Hechos criminales. Esa es la calificación que utiliza el gran jurado de
Pensilvania, en el abrumador
informe de abusos sexuales cometidos por más de 300 sacerdotes y que sufrieron
al menos mil menores. Un informe que detalla los casos de
pederastia, y también prácticas sádicas e incluso violaciones en hospitales con
o sin somníferos. En el informe del gran jurado se documenta que la
Congregación para la Doctrina de la Fe, lo que fue el Santo Oficio, tuvo
noticia de este tipo de hechos desde 1963. Para taparlos, se utilizaban
eufemismos que claman al cielo. Así, una violación era un “contacto inapropiado”.
Ya en el pasado, el Vaticano definió la pederastia como “traición a la gracia
del orden sagrado”. Cuando se producía alguna expulsión, la causa que se
alegaba era enfermedad o “fatiga nerviosa”.
Sin embargo, nunca
hubo un ápice de piedad, ni siquiera lingüística, y a lo largo de los siglos,
cuando se combatía la homosexualidad, el lesbianismo o a esas mujeres “raras”
que eran las hechiceras.
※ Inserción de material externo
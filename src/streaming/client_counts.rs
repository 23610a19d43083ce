//! Per-type client counters (spec §4.2: "client counts are counted by type
//! (mjpeg, h264-ws, external/janus) and visible to the worker so it can
//! drive keepalive"). Each accepted connection holds a [`ClientGuard`] for
//! its lifetime; the count decrements automatically on drop/disconnect.

use std::sync::atomic::{AtomicUsize, Ordering};
use std::sync::Arc;

#[derive(Default)]
pub struct ClientCounts {
    mjpeg: AtomicUsize,
    h264_ws: AtomicUsize,
    external: AtomicUsize,
}

#[derive(Clone, Copy, Debug, PartialEq, Eq)]
pub enum ClientKind {
    Mjpeg,
    H264Ws,
    External,
}

impl ClientCounts {
    pub fn new() -> Arc<Self> {
        Arc::new(Self::default())
    }

    pub fn acquire(self: &Arc<Self>, kind: ClientKind) -> ClientGuard {
        self.counter(kind).fetch_add(1, Ordering::SeqCst);
        ClientGuard { counts: Arc::clone(self), kind }
    }

    pub fn total(&self) -> usize {
        self.mjpeg.load(Ordering::SeqCst) + self.h264_ws.load(Ordering::SeqCst) + self.external.load(Ordering::SeqCst)
    }

    pub fn mjpeg(&self) -> usize {
        self.mjpeg.load(Ordering::SeqCst)
    }

    pub fn h264_ws(&self) -> usize {
        self.h264_ws.load(Ordering::SeqCst)
    }

    pub fn external(&self) -> usize {
        self.external.load(Ordering::SeqCst)
    }

    fn counter(&self, kind: ClientKind) -> &AtomicUsize {
        match kind {
            ClientKind::Mjpeg => &self.mjpeg,
            ClientKind::H264Ws => &self.h264_ws,
            ClientKind::External => &self.external,
        }
    }
}

pub struct ClientGuard {
    counts: Arc<ClientCounts>,
    kind: ClientKind,
}

impl Drop for ClientGuard {
    fn drop(&mut self) {
        self.counts.counter(self.kind).fetch_sub(1, Ordering::SeqCst);
    }
}

#[cfg(test)]
mod tests {
    use super::*;

    #[test]
    fn guard_increments_then_decrements_on_drop() {
        let counts = ClientCounts::new();
        assert_eq!(counts.total(), 0);
        {
            let _g = counts.acquire(ClientKind::Mjpeg);
            assert_eq!(counts.mjpeg(), 1);
        }
        assert_eq!(counts.total(), 0);
    }

    #[test]
    fn counts_are_independent_per_kind() {
        let counts = ClientCounts::new();
        let _a = counts.acquire(ClientKind::Mjpeg);
        let _b = counts.acquire(ClientKind::H264Ws);
        let _c = counts.acquire(ClientKind::External);
        assert_eq!(counts.mjpeg(), 1);
        assert_eq!(counts.h264_ws(), 1);
        assert_eq!(counts.external(), 1);
        assert_eq!(counts.total(), 3);
    }
}
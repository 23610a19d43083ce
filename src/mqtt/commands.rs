//! Command payload construction and ack parsing (spec §4.3, §4.7). As with
//! `topics.rs`, the exact vendor JSON shape is an unresolved unknown (spec
//! §9) -- this module defines one coherent shape so `MqttController` has a
//! concrete wire format, isolated to one file for later replacement.

use serde::{Deserialize, Serialize};
use uuid::Uuid;

#[derive(Debug, Clone, Copy, PartialEq, Eq, Serialize, Deserialize)]
#[serde(rename_all = "snake_case")]
pub enum CameraOp {
    Start,
    Stop,
}

#[derive(Debug, Clone, Copy, PartialEq, Eq, Serialize, Deserialize)]
#[serde(rename_all = "snake_case")]
pub enum LedOp {
    Get,
    Set,
}

#[derive(Debug, Serialize)]
pub struct CameraCommand<'a> {
    pub request_id: String,
    pub op: &'static str,
    pub device_id: &'a str,
    pub model_code: &'a str,
}

pub fn camera_command(op: CameraOp, device_id: &str, model_code: &str) -> (String, String) {
    let request_id = new_request_id();
    let cmd = CameraCommand {
        request_id: request_id.clone(),
        op: match op {
            CameraOp::Start => "camera_start",
            CameraOp::Stop => "camera_stop",
        },
        device_id,
        model_code,
    };
    (request_id, serde_json::to_string(&cmd).expect("camera command always serializes"))
}

#[derive(Debug, Serialize)]
pub struct LedCommand<'a> {
    pub request_id: String,
    pub op: &'static str,
    pub device_id: &'a str,
    pub on: Option<bool>,
    pub brightness: Option<u32>,
}

pub fn led_command(op: LedOp, device_id: &str, on: Option<bool>, brightness: Option<u32>) -> (String, String) {
    let request_id = new_request_id();
    let cmd = LedCommand {
        request_id: request_id.clone(),
        op: match op {
            LedOp::Get => "get",
            LedOp::Set => "set",
        },
        device_id,
        on,
        brightness,
    };
    (request_id, serde_json::to_string(&cmd).expect("led command always serializes"))
}

#[derive(Debug, Serialize)]
pub struct PrintStopCommand<'a> {
    pub request_id: String,
    pub op: &'static str,
    pub device_id: &'a str,
}

pub fn print_stop_command(device_id: &str) -> (String, String) {
    let request_id = new_request_id();
    let cmd = PrintStopCommand { request_id: request_id.clone(), op: "print_stop", device_id };
    (request_id, serde_json::to_string(&cmd).expect("print stop command always serializes"))
}

pub fn new_request_id() -> String {
    Uuid::new_v4().to_string()
}

/// Parsed shape of anything arriving on the ack/state topics. Fields are
/// all optional since a single topic carries model-code advertisements,
/// camera ack/nack, LED replies, and print-state updates.
#[derive(Debug, Clone, Deserialize)]
pub struct InboundMessage {
    pub request_id: Option<String>,
    pub model_code: Option<String>,
    pub camera_state: Option<String>,
    pub led_on: Option<bool>,
    pub led_brightness: Option<u32>,
    pub printer_state: Option<String>,
}

pub fn parse_inbound(payload: &[u8]) -> Option<InboundMessage> {
    serde_json::from_slice(payload).ok()
}

#[cfg(test)]
mod tests {
    use super::*;

    #[test]
    fn camera_command_carries_distinct_request_ids() {
        let (id1, _) = camera_command(CameraOp::Start, "D1", "M1");
        let (id2, _) = camera_command(CameraOp::Start, "D1", "M1");
        assert_ne!(id1, id2);
    }

    #[test]
    fn parses_inbound_model_code_advertisement() {
        let payload = br#"{"model_code":"M1"}"#;
        let msg = parse_inbound(payload).unwrap();
        assert_eq!(msg.model_code.as_deref(), Some("M1"));
        assert!(msg.request_id.is_none());
    }

    #[test]
    fn parses_inbound_camera_stopped_state() {
        let payload = br#"{"camera_state":"stopped"}"#;
        let msg = parse_inbound(payload).unwrap();
        assert_eq!(msg.camera_state.as_deref(), Some("stopped"));
    }
}
use url::Url;

/// Normalizes a URL so it can serve as a dedup key
///
/// # Normalization Steps
///
/// 1. Parse the URL; if it does not parse, return the input unchanged
/// 2. Remove the fragment (everything after #)
/// 3. Sort query parameters by key (stable, values untouched) and
///    re-serialize them as `application/x-www-form-urlencoded`
/// 4. Remove an empty query string (trailing ?)
/// 5. Remove trailing slashes from the path, except for the root `/`
///
/// Scheme, host case folding and default ports are left to the URL parser.
///
/// # Arguments
///
/// * `url_str` - The URL string to normalize
///
/// # Returns
///
/// The normalized URL, or the input verbatim when it is not a valid absolute URL
///
/// # Examples
///
/// ```
/// use site_crawler::url::normalize_url;
///
/// assert_eq!(
///     normalize_url("https://example.com/page/?b=2&a=1#top"),
///     "https://example.com/page?a=1&b=2"
/// );
/// assert_eq!(normalize_url("not a url"), "not a url");
/// ```
pub fn normalize_url(url_str: &str) -> String {
    let mut url = match Url::parse(url_str) {
        Ok(url) => url,
        Err(_) => return url_str.to_string(),
    };

    url.set_fragment(None);

    if url.query().is_some() {
        let params = sorted_query_params(&url);
        if params.is_empty() {
            url.set_query(None);
        } else {
            url.query_pairs_mut().clear().extend_pairs(params);
        }
    }

    let path = url.path();
    if path != "/" && path.ends_with('/') {
        let trimmed = path.trim_end_matches('/');
        let trimmed = if trimmed.is_empty() { "/" } else { trimmed }.to_string();
        url.set_path(&trimmed);
    }

    url.to_string()
}

/// Query parameters ordered by key; equal keys keep their original order
fn sorted_query_params(url: &Url) -> Vec<(String, String)> {
    let mut params: Vec<(String, String)> = url.query_pairs().into_owned().collect();
    params.sort_by(|a, b| a.0.cmp(&b.0));
    params
}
Todavía hoy muchos eclesiásticos maltratan de palabra,
y ponen en disparadero, a quienes defienden el derecho a una maternidad libre.
Un teólogo de la
liberación, Chao Rego, escribió con ironía sobre el celibato: “Para servir al
poder hay que ser impotente”. Pero sabemos que el poder, quien tiene poder
sobre otros, quien domina, no acepta nunca ser impotente. Ni de broma.